I believe that explicit and implicit information will definitely affect the university experience of many students. Because I have been receiving Chinese education since I was a child, my thoughts are conservative in bringing society now. China’s compulsory education is relatively strict. Because of the population growth, students can only study hard, surpass others, and get a good job in college. I am fortunate. My parents have economic conditions to send me to study abroad. Compared with domestic students, high school is not very hard. After going abroad, I remember that in my freshman year, I met many friends. Boys and girls often chatting in my dormitory. Perhaps the first year of studying abroad, everyone has a different educational environment.  In my circle of friends, my friends advocate equality between men and women. International students are full of curiosity about the foreign environment and are still learning about American culture.
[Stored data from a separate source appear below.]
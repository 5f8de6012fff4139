//! The spoofability decision table.
//!
//! Rules are evaluated in order and the first match wins:
//!
//! 1. `pct` present and not 100: spoofing might be possible (3)
//! 2. no SPF record: 0 without a DMARC policy, otherwise 8
//! 3. SPF lookup budget exceeded and no DMARC policy: 0
//! 4. several `all` mechanisms: 3 with `p=none`, otherwise 8
//! 5. an `all` qualifier but no DMARC policy: 0
//! 6. by qualifier: `-all`, `~all` and `?all` each have their own sub-table;
//!    `+all` or no qualifier at all is 0
//! 7. anything else: 8

use super::syntax::{is_valid_dmarc, is_valid_spf};
use super::verdict::{Verdict, VerdictCode};
use crate::dmarc::{Alignment, DmarcRecord, Policy, TagValue};
use crate::domain::DomainContext;
use crate::error_handling::ClassificationError;
use crate::spf::{AllQualifier, SpfRecord};

use TagValue::Known;
use VerdictCode::*;

/// Classifies a domain from its resolved SPF and DMARC records.
///
/// Never fails: when a branch of the table reads a `p` or `sp` value it has no row
/// for, the records are checked against minimal grammars instead and the verdict is
/// flagged as a fallback.
pub fn classify(ctx: &DomainContext, spf: &SpfRecord, dmarc: &DmarcRecord) -> Verdict {
    match decide(spf, dmarc) {
        Ok(code) => Verdict::new(code, &ctx.domain, false),
        Err(e) => {
            log::warn!(
                "{}: {}; classifying from record syntax instead",
                ctx.domain,
                e
            );
            Verdict::new(syntax_fallback(spf, dmarc), &ctx.domain, true)
        }
    }
}

/// Unwraps an optional policy tag, rejecting values the table has no row for.
fn known(
    tag: &'static str,
    value: Option<&TagValue<Policy>>,
) -> Result<Option<Policy>, ClassificationError> {
    match value {
        None => Ok(None),
        Some(TagValue::Known(v)) => Ok(Some(*v)),
        Some(TagValue::Unrecognized(raw)) => Err(ClassificationError::UnrecognizedValue {
            tag,
            value: raw.clone(),
        }),
    }
}

/// `aspf` as the sub-tables see it: absent, `r`, `s`, or any other published value.
type Aspf<'a> = Option<&'a TagValue<Alignment>>;

type SubTable = fn(Policy, Aspf<'_>, Option<Policy>) -> VerdictCode;

/// Evaluates the decision table.
///
/// Rules 1 to 3 only test whether tags are present, so an unusable literal never
/// masks them. An unrecognized `aspf` counts as set but neither relaxed nor strict.
///
/// # Errors
///
/// `UnrecognizedValue` when a branch that reads `p` or `sp` meets a literal outside
/// `none`, `quarantine` and `reject`.
pub fn decide(spf: &SpfRecord, dmarc: &DmarcRecord) -> Result<VerdictCode, ClassificationError> {
    if dmarc.pct.is_some_and(|pct| pct != 100) {
        return Ok(SpoofingMightBePossible);
    }

    let has_policy = dmarc.policy.is_some();
    if !spf.is_present() {
        return Ok(if has_policy {
            SpoofingNotPossible
        } else {
            SpoofingPossible
        });
    }
    if spf.lookup_budget_exceeded && !has_policy {
        return Ok(SpoofingPossible);
    }

    let table: SubTable = match spf.all_qualifier {
        Some(AllQualifier::Multiple) => {
            return Ok(match known("p", dmarc.policy.as_ref())? {
                Some(Policy::None) => SpoofingMightBePossible,
                _ => SpoofingNotPossible,
            });
        }
        None | Some(AllQualifier::Pass) => return Ok(SpoofingPossible),
        Some(AllQualifier::Fail) => hard_fail,
        Some(AllQualifier::SoftFail) => soft_fail,
        Some(AllQualifier::Neutral) => neutral,
    };
    let Some(p) = known("p", dmarc.policy.as_ref())? else {
        return Ok(SpoofingPossible);
    };
    let sp = known("sp", dmarc.subdomain_policy.as_ref())?;
    Ok(table(p, dmarc.aspf.as_ref(), sp))
}

fn hard_fail(p: Policy, aspf: Aspf<'_>, sp: Option<Policy>) -> VerdictCode {
    use Policy::{Quarantine, Reject};
    match (p, aspf, sp) {
        (_, _, Some(Policy::None)) => SubdomainSpoofingPossible,
        (Policy::None, Some(Known(Alignment::Relaxed)) | None, None) => MailboxDependent,
        (Policy::None, Some(Known(Alignment::Relaxed)), Some(Reject | Quarantine)) => {
            OrganizationalSpoofingPossible
        }
        (Policy::None, None, Some(Reject | Quarantine)) => OrganizationalMightBePossible,
        _ => SpoofingNotPossible,
    }
}

fn soft_fail(p: Policy, _aspf: Aspf<'_>, sp: Option<Policy>) -> VerdictCode {
    use Policy::{Quarantine, Reject};
    match (p, sp) {
        (Policy::None, Some(Reject | Quarantine)) => OrganizationalSpoofingPossible,
        (Policy::None, None) => SpoofingPossible,
        (Policy::None, Some(Policy::None)) => SubdomainPossibleOrganizationalMaybe,
        (Reject | Quarantine, Some(Policy::None)) => SubdomainSpoofingPossible,
        _ => SpoofingNotPossible,
    }
}

fn neutral(p: Policy, aspf: Aspf<'_>, sp: Option<Policy>) -> VerdictCode {
    use Policy::{Quarantine, Reject};
    match (p, aspf, sp) {
        (Reject | Quarantine, _, Some(Policy::None)) => SubdomainMightBePossibleMailboxDependent,
        (Policy::None, Some(Known(Alignment::Relaxed)), None) => SpoofingPossible,
        (Policy::None, _, Some(Policy::None)) => SubdomainPossibleOrganizationalMaybe,
        (Policy::None, Some(Known(Alignment::Strict)) | None, None) => {
            SubdomainMightBePossibleMailboxDependent
        }
        (Policy::None, Some(_), Some(Reject | Quarantine)) => OrganizationalMightBePossible,
        (Policy::None, None, Some(Reject)) => OrganizationalMightBePossible,
        _ => SpoofingNotPossible,
    }
}

/// Verdict from record shape alone. A missing record counts as malformed, and two
/// malformed records are assumed spoofable.
pub fn syntax_fallback(spf: &SpfRecord, dmarc: &DmarcRecord) -> VerdictCode {
    let spf_ok = spf.raw.as_deref().is_some_and(is_valid_spf);
    let dmarc_ok = dmarc.raw.as_deref().is_some_and(is_valid_dmarc);
    match (spf_ok, dmarc_ok) {
        (false, false) => SpoofingPossible,
        (true, false) => SpoofingMightBePossible,
        (false, true) => SpoofingNotPossible,
        (true, true) => SpoofingMightBePossible,
    }
}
One thought on “Week 2 Blog Post

  1. Hi!

    I believe your claim about marriage is a huge rite of passage. I wonder if you think its a rite of passage expected by both males and females? In my experience, the older females get the more pressured they are to marry and start a family. Biologically I know it gets more difficult to conceive a healthy baby at 35+. Fertility rates rapidly decrease. I know some girls who feel pressured at 22 who don’t have long term partners. Menopause is big reason for that. Anthropologists believe the reason that postreproductive aging evolved in humans is to to prevent the ovulation and fertilization of abnormal egg cells (Sievert, 2014) . They even studied moneys but were unsuccessful in researching their menopause. Society in the US has a way of influencing young women about how to treat their bodies and how to treat men, like the whole stigma around menstruation. Is marriage considered an important rite of passage in China as well? I hope your friend does have a long and happy marriage!

    Sievert, L. L. (2014). Anthropology and the study of menopause: evolutionary, developmental, and comparative perspectives. Menopause, 21(10), 1151-1159.